Deep Learning for Real-Time Fraud Detection: Enhancing Credit Card Security in Banking Systems
Mohammad Iftekhar Ayub, Biswanath Bhattacharjee, Pinky Akter, Mohammad Nasir Uddin, Arun Kumar Gharami, Md. Shafiqul Islam, Shaidul Islam Suhan, Md Sayem Khan, Lisa Chambugong
Abstract
In this study, we present a deep learning-based approach for real-time credit card fraud detection in banking systems, with a primary focus on Long Short-Term Memory (LSTM) networks. Using a highly imbalanced credit card transaction dataset, we implemented comprehensive preprocessing, feature engineering, and model evaluation strategies to enhance the detection accuracy. Our experimental results reveal that the LSTM model significantly outperformed traditional machine learning algorithms such as Logistic Regression, Decision Tree, and Random Forest.

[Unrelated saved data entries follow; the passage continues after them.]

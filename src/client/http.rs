// Copyright (c) 2025 Fabstir
// SPDX-License-Identifier: BUSL-1.1

//! [`StorageBackend`] over the REST API.

use async_trait::async_trait;
use reqwest::Client;
use serde::de::DeserializeOwned;
use serde::{Deserialize, Serialize};
use serde_json::{json, Value};
use tracing::debug;

use crate::client::config::ClientConfig;
use crate::client::transport::{retry_with_backoff, RetryConfig, TransportError};
use crate::core::collection::{AliasDescription, CollectionDescription};
use crate::core::error::{DbError, DbResult};
use crate::core::import::ImportJob;
use crate::core::index::{IndexDescription, IndexParams};
use crate::core::rbac::{Grant, RoleDescription, UserDescription};
use crate::core::request::{
    CreateCollectionRequest, DeleteRequest, GetRequest, ImportRequest, InsertRequest,
    QueryRequest, SearchRequest,
};
use crate::core::types::{DeleteResult, Hit, LoadState, MutationResult, Row};
use crate::storage::backend::StorageBackend;

#[derive(Debug, Deserialize)]
struct Envelope {
    code: u16,
    #[serde(default)]
    data: Value,
    #[serde(default)]
    message: Option<String>,
    #[serde(default)]
    error: Option<DbError>,
}

#[derive(Clone)]
pub struct HttpBackend {
    client: Client,
    base_url: String,
    bearer: Option<String>,
    retry: RetryConfig,
}

fn to_body<T: Serialize>(value: &T) -> DbResult<Value> {
    serde_json::to_value(value).map_err(|e| DbError::Internal(format!("encoding request: {}", e)))
}

impl HttpBackend {
    pub fn new(config: &ClientConfig) -> DbResult<Self> {
        let client = Client::builder()
            .timeout(config.timeout)
            .build()
            .map_err(|e| DbError::Internal(format!("building HTTP client: {}", e)))?;
        Ok(Self {
            client,
            base_url: config.uri.trim_end_matches('/').to_string(),
            bearer: config.bearer(),
            retry: RetryConfig::with_max_attempts(config.max_retries),
        })
    }

    pub fn with_retry(mut self, retry: RetryConfig) -> Self {
        self.retry = retry;
        self
    }

    pub fn base_url(&self) -> &str {
        &self.base_url
    }

    async fn send(&self, url: &str, body: &Value) -> Result<Envelope, TransportError> {
        let mut request = self.client.post(url).json(body);
        if let Some(bearer) = &self.bearer {
            request = request.bearer_auth(bearer);
        }
        let response = request
            .send()
            .await
            .map_err(|e| TransportError::Network(e.to_string()))?;
        let status = response.status();
        let text = response
            .text()
            .await
            .map_err(|e| TransportError::Network(e.to_string()))?;

        match serde_json::from_str::<Envelope>(&text) {
            Ok(envelope) => Ok(envelope),
            Err(e) if status.is_success() => Err(TransportError::Decode(e.to_string())),
            Err(_) => Err(TransportError::Server {
                status: status.as_u16(),
                body: text,
            }),
        }
    }

    /// POST `body` to `/v2/vectordb/{group}/{action}` and decode `data`.
    pub async fn call<T: DeserializeOwned>(&self, group: &str, action: &str, body: Value) -> DbResult<T> {
        let url = format!("{}/v2/vectordb/{}/{}", self.base_url, group, action);
        debug!("POST {}", url);
        let envelope = retry_with_backoff(&self.retry, || self.send(&url, &body)).await?;

        if envelope.code == 0 {
            return serde_json::from_value(envelope.data).map_err(|e| {
                DbError::Internal(format!("decoding {}/{} response: {}", group, action, e))
            });
        }
        Err(envelope.error.unwrap_or_else(|| {
            DbError::Internal(
                envelope
                    .message
                    .unwrap_or_else(|| format!("server returned code {}", envelope.code)),
            )
        }))
    }
}

#[async_trait]
impl StorageBackend for HttpBackend {
    async fn create_collection(&self, request: CreateCollectionRequest) -> DbResult<()> {
        self.call("collections", "create", to_body(&request)?).await
    }

    async fn drop_collection(&self, collection: &str) -> DbResult<()> {
        self.call("collections", "drop", json!({"collection_name": collection}))
            .await
    }

    async fn has_collection(&self, collection: &str) -> DbResult<bool> {
        self.call("collections", "has", json!({"collection_name": collection}))
            .await
    }

    async fn list_collections(&self) -> DbResult<Vec<String>> {
        self.call("collections", "list", json!({})).await
    }

    async fn describe_collection(&self, collection: &str) -> DbResult<CollectionDescription> {
        self.call("collections", "describe", json!({"collection_name": collection}))
            .await
    }

    async fn load_collection(&self, collection: &str) -> DbResult<()> {
        self.call("collections", "load", json!({"collection_name": collection}))
            .await
    }

    async fn release_collection(&self, collection: &str) -> DbResult<()> {
        self.call("collections", "release", json!({"collection_name": collection}))
            .await
    }

    async fn get_load_state(&self, collection: &str, partition: Option<&str>) -> DbResult<LoadState> {
        self.call(
            "collections",
            "get_load_state",
            json!({"collection_name": collection, "partition_name": partition}),
        )
        .await
    }

    async fn loading_progress(&self, collection: &str) -> DbResult<u32> {
        self.call("collections", "get_load_progress", json!({"collection_name": collection}))
            .await
    }

    async fn flush(&self, collection: &str) -> DbResult<()> {
        self.call("collections", "flush", json!({"collection_name": collection}))
            .await
    }

    async fn create_partition(&self, collection: &str, partition: &str) -> DbResult<()> {
        self.call(
            "partitions",
            "create",
            json!({"collection_name": collection, "partition_name": partition}),
        )
        .await
    }

    async fn drop_partition(&self, collection: &str, partition: &str) -> DbResult<()> {
        self.call(
            "partitions",
            "drop",
            json!({"collection_name": collection, "partition_name": partition}),
        )
        .await
    }

    async fn has_partition(&self, collection: &str, partition: &str) -> DbResult<bool> {
        self.call(
            "partitions",
            "has",
            json!({"collection_name": collection, "partition_name": partition}),
        )
        .await
    }

    async fn list_partitions(&self, collection: &str) -> DbResult<Vec<String>> {
        self.call("partitions", "list", json!({"collection_name": collection}))
            .await
    }

    async fn load_partitions(&self, collection: &str, partitions: &[String]) -> DbResult<()> {
        self.call(
            "partitions",
            "load",
            json!({"collection_name": collection, "partition_names": partitions}),
        )
        .await
    }

    async fn release_partitions(&self, collection: &str, partitions: &[String]) -> DbResult<()> {
        self.call(
            "partitions",
            "release",
            json!({"collection_name": collection, "partition_names": partitions}),
        )
        .await
    }

    async fn create_index(&self, collection: &str, params: IndexParams) -> DbResult<()> {
        self.call(
            "indexes",
            "create",
            json!({"collection_name": collection, "index_params": to_body(&params)?}),
        )
        .await
    }

    async fn describe_index(&self, collection: &str, index: &str) -> DbResult<IndexDescription> {
        self.call(
            "indexes",
            "describe",
            json!({"collection_name": collection, "index_name": index}),
        )
        .await
    }

    async fn list_indexes(&self, collection: &str) -> DbResult<Vec<String>> {
        self.call("indexes", "list", json!({"collection_name": collection}))
            .await
    }

    async fn drop_index(&self, collection: &str, index: &str) -> DbResult<()> {
        self.call(
            "indexes",
            "drop",
            json!({"collection_name": collection, "index_name": index}),
        )
        .await
    }

    async fn create_alias(&self, collection: &str, alias: &str) -> DbResult<()> {
        self.call(
            "aliases",
            "create",
            json!({"collection_name": collection, "alias": alias}),
        )
        .await
    }

    async fn drop_alias(&self, alias: &str) -> DbResult<()> {
        self.call("aliases", "drop", json!({"alias": alias})).await
    }

    async fn alter_alias(&self, collection: &str, alias: &str) -> DbResult<()> {
        self.call(
            "aliases",
            "alter",
            json!({"collection_name": collection, "alias": alias}),
        )
        .await
    }

    async fn describe_alias(&self, alias: &str) -> DbResult<AliasDescription> {
        self.call("aliases", "describe", json!({"alias": alias})).await
    }

    async fn list_aliases(&self, collection: &str) -> DbResult<Vec<String>> {
        self.call("aliases", "list", json!({"collection_name": collection}))
            .await
    }

    async fn insert(&self, request: InsertRequest) -> DbResult<MutationResult> {
        self.call("entities", "insert", to_body(&request)?).await
    }

    async fn upsert(&self, request: InsertRequest) -> DbResult<MutationResult> {
        self.call("entities", "upsert", to_body(&request)?).await
    }

    async fn delete(&self, request: DeleteRequest) -> DbResult<DeleteResult> {
        self.call("entities", "delete", to_body(&request)?).await
    }

    async fn search(&self, request: SearchRequest) -> DbResult<Vec<Vec<Hit>>> {
        self.call("entities", "search", to_body(&request)?).await
    }

    async fn query(&self, request: QueryRequest) -> DbResult<Vec<Row>> {
        self.call("entities", "query", to_body(&request)?).await
    }

    async fn get(&self, request: GetRequest) -> DbResult<Vec<Row>> {
        self.call("entities", "get", to_body(&request)?).await
    }

    async fn create_user(&self, user: &str, password: &str) -> DbResult<()> {
        self.call(
            "users",
            "create",
            json!({"user_name": user, "password": password}),
        )
        .await
    }

    async fn drop_user(&self, user: &str) -> DbResult<()> {
        self.call("users", "drop", json!({"user_name": user})).await
    }

    async fn update_password(&self, user: &str, old_password: &str, new_password: &str) -> DbResult<()> {
        self.call(
            "users",
            "update_password",
            json!({
                "user_name": user,
                "old_password": old_password,
                "new_password": new_password,
            }),
        )
        .await
    }

    async fn list_users(&self) -> DbResult<Vec<String>> {
        self.call("users", "list", json!({})).await
    }

    async fn describe_user(&self, user: &str) -> DbResult<UserDescription> {
        self.call("users", "describe", json!({"user_name": user})).await
    }

    async fn create_role(&self, role: &str) -> DbResult<()> {
        self.call("roles", "create", json!({"role_name": role})).await
    }

    async fn drop_role(&self, role: &str) -> DbResult<()> {
        self.call("roles", "drop", json!({"role_name": role})).await
    }

    async fn list_roles(&self) -> DbResult<Vec<String>> {
        self.call("roles", "list", json!({})).await
    }

    async fn describe_role(&self, role: &str) -> DbResult<RoleDescription> {
        self.call("roles", "describe", json!({"role_name": role})).await
    }

    async fn grant_role(&self, user: &str, role: &str) -> DbResult<()> {
        self.call(
            "users",
            "grant_role",
            json!({"user_name": user, "role_name": role}),
        )
        .await
    }

    async fn revoke_role(&self, user: &str, role: &str) -> DbResult<()> {
        self.call(
            "users",
            "revoke_role",
            json!({"user_name": user, "role_name": role}),
        )
        .await
    }

    async fn grant_privilege(&self, role: &str, grant: Grant) -> DbResult<()> {
        self.call(
            "roles",
            "grant_privilege",
            json!({"role_name": role, "grant": to_body(&grant)?}),
        )
        .await
    }

    async fn revoke_privilege(&self, role: &str, grant: Grant) -> DbResult<()> {
        self.call(
            "roles",
            "revoke_privilege",
            json!({"role_name": role, "grant": to_body(&grant)?}),
        )
        .await
    }

    async fn create_import_job(&self, request: ImportRequest) -> DbResult<String> {
        self.call("jobs", "create_import", to_body(&request)?).await
    }

    async fn get_import_progress(&self, job_id: &str) -> DbResult<ImportJob> {
        self.call("jobs", "get_import_progress", json!({"job_id": job_id}))
            .await
    }

    async fn list_import_jobs(&self, collection: Option<&str>) -> DbResult<Vec<ImportJob>> {
        self.call("jobs", "list_import", json!({"collection_name": collection}))
            .await
    }
}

The LSTM achieved an accuracy of 99.38%, precision of 99.40%, recall of 99.22%, and F1-score of 99.31%, demonstrating its superior capability to detect fraud while minimizing false positives. Through comparative analysis, we establish that deep learning not only improves predictive performance but also adapts better to temporal patterns inherent in financial transactions. This research underscores the transformative potential of AI-driven fraud detection in modern banking infrastructures, ensuring enhanced security, operational efficiency, and customer trust.